The dewdrop and the insect make the world beautiful, but even if their lives are momentary, they continue to lend their beauty. The dewdrop and the insect—they just are, a lesson in being, without the heaviness of the imminent end of life. 

Longing, flashes of nostalgia, the beauty of the present, the gorgeousness of the natural world, are all expressed through rich imagery and metaphors. Witness the soaring of the poet’s imagination in “Thoughts on a Highway:” 

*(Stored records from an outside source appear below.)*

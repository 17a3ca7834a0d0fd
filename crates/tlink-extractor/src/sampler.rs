//! Class-imbalance sampling
//!
//! Two mechanisms for skewed label distributions during training:
//! - stochastic retention of negative examples with a fixed probability
//! - SMOTE-style synthesis of extra minority examples from their nearest
//!   same-label neighbours
//!
//! Both draw from one seeded generator, so a run is reproducible for a given
//! seed and document order. The minority pool is drained once per processing
//! unit; a sampler must not be shared between concurrently processed
//! documents.

use std::collections::{BTreeMap, BTreeSet};

use rand::rngs::StdRng;
use rand::{Rng, SeedableRng};
use tlink_core::{Feature, FeatureValue, Instance, SamplerConfig};

/// Negative retention plus minority oversampling
#[derive(Debug)]
pub struct ImbalanceSampler {
    negative_retention: f64,
    neighbors: usize,
    rng: StdRng,
    pool: BTreeMap<String, Vec<Instance>>,
}

impl ImbalanceSampler {
    pub fn new(config: &SamplerConfig) -> Self {
        Self {
            negative_retention: clamp_probability(config.negative_retention),
            neighbors: config.smote_neighbors,
            rng: StdRng::seed_from_u64(config.seed),
            pool: BTreeMap::new(),
        }
    }

    /// Keep every negative and never oversample
    pub fn passthrough() -> Self {
        Self::new(&SamplerConfig::default())
    }

    pub fn with_retention(mut self, probability: f64) -> Self {
        self.negative_retention = clamp_probability(probability);
        self
    }

    pub fn with_neighbors(mut self, k: usize) -> Self {
        self.neighbors = k;
        self
    }

    pub fn negative_retention(&self) -> f64 {
        self.negative_retention
    }

    pub fn neighbors(&self) -> usize {
        self.neighbors
    }

    /// Draw the retention coin for one negative example
    pub fn retain_negative(&mut self) -> bool {
        self.rng.gen_bool(self.negative_retention)
    }

    /// Remember a written minority instance as an oversampling source.
    /// Does nothing while oversampling is disabled.
    pub fn observe_minority(&mut self, instance: &Instance) {
        if self.neighbors == 0 {
            return;
        }
        self.pool
            .entry(instance.label.clone())
            .or_default()
            .push(instance.clone());
    }

    /// Number of minority instances waiting for synthesis
    pub fn pending(&self) -> usize {
        self.pool.values().map(Vec::len).sum()
    }

    /// Empty the pool without synthesizing; returns how many were dropped
    pub fn discard_pending(&mut self) -> usize {
        let dropped = self.pending();
        self.pool.clear();
        dropped
    }

    /// Synthesize instances from the pooled minority examples and empty the
    /// pool. Labels are visited in sorted order, sources in arrival order.
    pub fn drain_synthetic(&mut self) -> Vec<Instance> {
        let pool = std::mem::take(&mut self.pool);
        let mut synthetic = Vec::new();

        for (label, instances) in pool {
            if instances.len() < 2 {
                tracing::debug!(label = %label, "Single minority instance; no neighbours to interpolate");
                continue;
            }

            let vectors: Vec<BTreeMap<String, f64>> = instances.iter().map(embed).collect();
            for (i, source) in instances.iter().enumerate() {
                for j in nearest(&vectors, i, self.neighbors) {
                    let gap: f64 = self.rng.gen();
                    synthetic.push(self.interpolate(source, &instances[j], gap));
                }
            }
        }

        if !synthetic.is_empty() {
            tracing::debug!(count = synthetic.len(), "Synthesized minority instances");
        }
        synthetic
    }

    /// New instance between `source` and `neighbor`: numbers move `gap` of
    /// the way towards the neighbour, other values are taken from the
    /// neighbour with probability `gap`.
    fn interpolate(&mut self, source: &Instance, neighbor: &Instance, gap: f64) -> Instance {
        let mut features = Vec::with_capacity(source.features.len());
        for feature in &source.features {
            let other = neighbor.features.iter().find(|f| f.name == feature.name);
            let value = match (&feature.value, other.map(|f| &f.value)) {
                (FeatureValue::Number(x), Some(FeatureValue::Number(y))) => {
                    FeatureValue::Number(x + gap * (y - x))
                }
                (_, Some(theirs)) if self.rng.gen_bool(gap) => theirs.clone(),
                (ours, _) => ours.clone(),
            };
            features.push(Feature::new(feature.name.clone(), value));
        }
        Instance::new(source.label.clone(), features)
    }
}

fn clamp_probability(p: f64) -> f64 {
    if p.is_nan() {
        1.0
    } else {
        p.clamp(0.0, 1.0)
    }
}

/// Sparse vector: numbers and flags by name, text as a one-hot `name=value`
fn embed(instance: &Instance) -> BTreeMap<String, f64> {
    let mut vector = BTreeMap::new();
    for feature in &instance.features {
        match &feature.value {
            FeatureValue::Number(n) => {
                vector.insert(feature.name.clone(), *n);
            }
            FeatureValue::Bool(b) => {
                vector.insert(feature.name.clone(), if *b { 1.0 } else { 0.0 });
            }
            FeatureValue::Text(t) => {
                vector.insert(format!("{}={}", feature.name, t), 1.0);
            }
            FeatureValue::Null => {}
        }
    }
    vector
}

/// Summed over the union of keys in sorted order, so the result does not
/// depend on insertion order and is symmetric
fn squared_distance(a: &BTreeMap<String, f64>, b: &BTreeMap<String, f64>) -> f64 {
    let keys: BTreeSet<&String> = a.keys().chain(b.keys()).collect();
    keys.into_iter()
        .map(|key| {
            let d = a.get(key).copied().unwrap_or(0.0) - b.get(key).copied().unwrap_or(0.0);
            d * d
        })
        .sum()
}

/// Indices of the `k` vectors closest to `vectors[i]`, excluding `i`.
/// Equal distances keep index order.
fn nearest(vectors: &[BTreeMap<String, f64>], i: usize, k: usize) -> Vec<usize> {
    let mut distances: Vec<(f64, usize)> = vectors
        .iter()
        .enumerate()
        .filter(|(j, _)| *j != i)
        .map(|(j, v)| (squared_distance(&vectors[i], v), j))
        .collect();
    distances.sort_by(|a, b| a.0.total_cmp(&b.0).then(a.1.cmp(&b.1)));
    distances.into_iter().take(k).map(|(_, j)| j).collect()
}

// ============================================================================
// Tests
// ============================================================================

If I could travel like the smoke from a chimney, 
I would have had no moments 
but an unending void all around 
and a late moon subsiding 
in soul-stretched dawn.

We get a sense of the human being as part of the void, what Buddhists call, nothingness. That our minds can imagine this, is a gift, that relieves us from feeling bound to time, even though, paradoxically the poet is trying to capture the moments of his swiftly passing life: 

If there were stories waiting to be told 
they died with their longing to be heard.

Mondal’s poems have the ease of Zen paintings. Although some poems could do with editing the over writing of similes and mixed metaphors which mask the direction of the poem, overall Mondal uses language cleverly to paint a few strokes for us to fill in the substance. Witness his use of synecdoche in “What’s the Judgment:“ the man who is sniggered at for his work of climbing into the manholes and drains of the city is the unfinished story of millions who do the work in the dregs of urban living to keep the cities running. The poem ends with “Who are we to this man?” Our story in the mind of this man is the unsaid that burns our curiosity—it is a judgment that is not articulated but is evident to the one who is aware.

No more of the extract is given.